Gulan Media October 18, 2014 News
Turkey urged to open humanitarian corridor for Kobane
Had the enemy sniper aimed any higher, Marghas Magharen might not have escaped Kobane's inferno.

Like hundreds of other injured Kurdish fighters, the 17-year-old is now recovering in a hospital across the Syrian border with Turkey.

“I was hit in the leg and taken to a field hospital in Kobane. I stayed there for a week and then an ambulance brought me here to get surgery,” Magharen told FRANCE 24’s reporters at the border.

For over a month, Kurdish forces in the city of Kobane have fought off a bloody offensive by members of the so-called Islamic State group.

Outgunned and outnumbered, the fighters of the People's Protection Units (YPG) have defied the odds to defend the Syrian border city, which has been all but surrounded by the heavily armed jihadists.

Hundreds of thousands of Kurdish civilians have already fled to neighbouring Turkey, but for the fighters left behind there is now only one route left across the border.

So far, ambulances have been using this road to rush wounded fighters from Kobane to the nearest Turkish hospital.

But doctors say more lives could be saved if Turkish medical volunteers were allowed to cross the border and tend to the injured inside Kobane.
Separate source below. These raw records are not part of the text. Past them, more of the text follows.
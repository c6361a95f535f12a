//! Best-first search driver.
//!
//! Seeds one root tile covering every range, then pops the best tile and
//! subdivides it until a single lattice point surfaces. A tile's count
//! never understates any point inside it, so the first unit tile popped is
//! already the answer; no other frontier entry can beat it and the
//! runner-up bound never has to be revisited.

use glam::I64Vec3;
use web_time::Instant;

use super::queue::Frontier;
use super::tile::Tile;
use crate::error::InputError;
use crate::range::{Range, RangeSet};

/// Counters describing one search run.
#[derive(Clone, Copy, Debug, Default, PartialEq, Eq)]
pub struct SearchStats {
  /// Tiles popped and split into octants.
  pub tiles_expanded: usize,
  /// Tiles pushed onto the frontier, root included.
  pub tiles_enqueued: usize,
  /// Largest simultaneous frontier occupancy.
  pub peak_frontier_len: usize,
  /// Wall-clock duration of the run, in microseconds.
  pub elapsed_us: u64,
}

/// The winning lattice point and how the search got there.
#[derive(Clone, Copy, Debug, PartialEq, Eq)]
pub struct SearchOutcome {
  /// Point covered by the most ranges, nearest the origin among ties.
  pub point: I64Vec3,
  /// Number of ranges covering `point`.
  pub count: usize,
  /// Manhattan distance from the origin to `point`.
  pub distance: i64,
  /// Run counters.
  pub stats: SearchStats,
}

/// Smallest power of two at or above `n`, computed in integers.
fn next_pow2(n: i64) -> i64 {
  debug_assert!(n >= 1, "power-of-two bound needs a positive seed, got {n}");
  (n as u64).next_power_of_two() as i64
}

/// Builds the root tile enclosing every point any range can reach.
///
/// With `bound` the smallest power of two above the set's max reach, the
/// cube `[-bound, bound - 1]` per axis holds every reachable point, and
/// its power-of-two edge halves cleanly all the way down to unit tiles.
pub fn root_tile(ranges: &RangeSet) -> Tile {
  let bound = next_pow2(ranges.max_reach() + 1);
  Tile::new(I64Vec3::splat(-bound), bound * 2, ranges)
}

/// Runs the search to the first unit tile and returns it as the outcome.
///
/// Terminates because every expansion halves the edge and the root edge is
/// finite. The frontier cannot drain first: children cover their parent
/// exactly, so the subtree around any covered point survives every
/// expansion down to its unit tile.
#[cfg_attr(feature = "tracing", tracing::instrument(skip_all, name = "range_search::search"))]
pub fn search(ranges: &RangeSet) -> SearchOutcome {
  let started = Instant::now();
  let mut stats = SearchStats::default();

  let mut frontier = Frontier::new();
  frontier.push(root_tile(ranges));
  stats.tiles_enqueued += 1;

  loop {
    let tile = frontier
      .pop()
      .expect("frontier cannot drain before a unit tile is reached");

    if tile.is_point() {
      stats.peak_frontier_len = frontier.peak_len();
      stats.elapsed_us = started.elapsed().as_micros() as u64;
      return SearchOutcome {
        point: tile.corner,
        count: tile.count,
        distance: tile.origin_distance,
        stats,
      };
    }

    for child in tile.subdivide(ranges) {
      frontier.push(child);
      stats.tiles_enqueued += 1;
    }
    stats.tiles_expanded += 1;
  }
}

/// Validates `ranges` and searches for the best-covered lattice point.
///
/// This is the one-call entry point: rejects malformed input up front,
/// then runs [`search`] on the validated set.
#[cfg_attr(feature = "tracing", tracing::instrument(skip_all, name = "range_search::find_best_point"))]
pub fn find_best_point(ranges: Vec<Range>) -> Result<SearchOutcome, InputError> {
  let set = RangeSet::new(ranges)?;
  Ok(search(&set))
}

#[cfg(test)]
#[path = "driver_test.rs"]
mod driver_test;
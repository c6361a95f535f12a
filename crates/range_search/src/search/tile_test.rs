use super::*;
use crate::range::Range;

/// Small deterministic swarm for structural tests.
fn lcg_swarm(seed: u64, len: usize) -> Vec<Range> {
  let mut state = seed;
  let mut step = move || {
    state = state
      .wrapping_mul(6364136223846793005)
      .wrapping_add(1442695040888963407);
    (state >> 33) as i64
  };
  (0..len)
    .map(|_| {
      let center = I64Vec3::new(step() % 32 - 16, step() % 32 - 16, step() % 32 - 16);
      Range::new(center, step().rem_euclid(12))
    })
    .collect()
}

/// Construction derives the intersection count from clamp-to-box tests.
#[test]
fn new_derives_count_from_clamped_distances() {
  let set = RangeSet::new(vec![
    Range::new(I64Vec3::ZERO, 4),
    Range::new(I64Vec3::new(10, 0, 0), 2),
    Range::new(I64Vec3::new(5, 5, 5), 0),
  ])
  .unwrap();

  // Box [0,3]^3: only the origin range reaches in.
  assert_eq!(Tile::new(I64Vec3::ZERO, 4, &set).count, 1);
  // Box [8,11]x[0,3]x[0,3]: only the (10,0,0) range.
  assert_eq!(Tile::new(I64Vec3::new(8, 0, 0), 4, &set).count, 1);
  // Box [0,7]^3 additionally swallows the point range at (5,5,5).
  assert_eq!(Tile::new(I64Vec3::ZERO, 8, &set).count, 2);
}

/// Origin distance is measured to the nearest point of the closed cube.
#[test]
fn origin_distance_uses_nearest_cube_point() {
  let set = RangeSet::new(vec![Range::new(I64Vec3::ZERO, 1)]).unwrap();

  let straddling = Tile::new(I64Vec3::splat(-2), 4, &set);
  assert_eq!(straddling.origin_distance, 0, "origin inside the cube");

  let positive = Tile::new(I64Vec3::new(3, 4, 5), 2, &set);
  assert_eq!(positive.origin_distance, 12, "nearest point is the min corner");

  let negative = Tile::new(I64Vec3::splat(-8), 2, &set);
  assert_eq!(negative.origin_distance, 21, "nearest point is the max corner");
}

/// The cube is closed: both corners are inside, one step out is not.
#[test]
fn contains_is_corner_inclusive() {
  let set = RangeSet::new(vec![Range::new(I64Vec3::ZERO, 1)]).unwrap();
  let tile = Tile::new(I64Vec3::new(-2, 0, 2), 4, &set);
  assert_eq!(tile.max_corner(), I64Vec3::new(1, 3, 5));
  assert!(tile.contains(tile.corner));
  assert!(tile.contains(tile.max_corner()));
  assert!(!tile.contains(tile.corner - I64Vec3::new(1, 0, 0)));
  assert!(!tile.contains(tile.max_corner() + I64Vec3::new(0, 0, 1)));
}

/// Only size-1 tiles are points.
#[test]
fn is_point_at_unit_size() {
  let set = RangeSet::new(vec![Range::new(I64Vec3::ZERO, 1)]).unwrap();
  assert!(Tile::new(I64Vec3::new(7, -3, 0), 1, &set).is_point());
  assert!(!Tile::new(I64Vec3::new(7, -3, 0), 2, &set).is_point());
}

/// Subdivision offsets children by octant bits: X bit 0, Y bit 1, Z bit 2.
#[test]
fn subdivide_places_children_by_octant_bits() {
  let set = RangeSet::new(vec![Range::new(I64Vec3::ZERO, 1)]).unwrap();
  let parent = Tile::new(I64Vec3::new(-2, -2, -2), 4, &set);
  let children = parent.subdivide(&set);

  assert_eq!(children.len(), 8);
  for child in &children {
    assert_eq!(child.size, 2, "children halve the parent edge");
  }
  assert_eq!(children[0].corner, parent.corner);
  assert_eq!(children[1].corner, parent.corner + I64Vec3::new(2, 0, 0));
  assert_eq!(children[2].corner, parent.corner + I64Vec3::new(0, 2, 0));
  assert_eq!(children[4].corner, parent.corner + I64Vec3::new(0, 0, 2));
  assert_eq!(children[7].corner, parent.corner + I64Vec3::splat(2));
}

/// Children partition the parent: every point lands in exactly one child.
#[test]
fn children_partition_parent_exactly() {
  let set = RangeSet::new(lcg_swarm(11, 8)).unwrap();
  let parent = Tile::new(I64Vec3::new(-2, -2, -2), 4, &set);
  let children = parent.subdivide(&set);

  for x in -2..2 {
    for y in -2..2 {
      for z in -2..2 {
        let point = I64Vec3::new(x, y, z);
        let holders = children.iter().filter(|c| c.contains(point)).count();
        assert_eq!(holders, 1, "point {point} must land in exactly one child");
      }
    }
  }
}

/// A child can never intersect more ranges than its parent.
#[test]
fn subdivision_never_increases_count() {
  let set = RangeSet::new(lcg_swarm(0xA5A5, 40)).unwrap();
  let mut stack = vec![Tile::new(I64Vec3::splat(-32), 64, &set)];
  while let Some(tile) = stack.pop() {
    for child in tile.subdivide(&set) {
      assert!(
        child.count <= tile.count,
        "child {:?} exceeds parent count {}",
        child,
        tile.count
      );
      if child.size > 4 {
        stack.push(child);
      }
    }
  }
}

/// Coverage does not leak: a range reaching the parent reaches a child.
#[test]
fn every_range_reaching_parent_reaches_a_child() {
  let set = RangeSet::new(lcg_swarm(77, 24)).unwrap();
  let parent = Tile::new(I64Vec3::splat(-16), 32, &set);
  let children = parent.subdivide(&set);

  for range in set.ranges() {
    if range.reaches_box(parent.corner, parent.max_corner()) {
      assert!(
        children
          .iter()
          .any(|c| range.reaches_box(c.corner, c.max_corner())),
        "range at {} lost during subdivision",
        range.center
      );
    }
  }
}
“We've got teams of volunteers ready to go to Kobane if a humanitarian corridor opens up,” says Fikret Cala, a first-aid worker.

Yet, despite mounting international pressure, the government in Ankara has refused to open its border with Syria.

Turkey, which has a large Kurdish population, is deeply suspicious of attempts to create an autonomous Kurdish entity in Syria.

As a result, Turkish tanks have sat idle along the border, refusing to intervene in support of Kobane.

Meanwhile, over at the hospital, Magharen is itching to return to battle as soon as he gets rid of his crutches.

But that is another thing Turkey is unlikely to allow.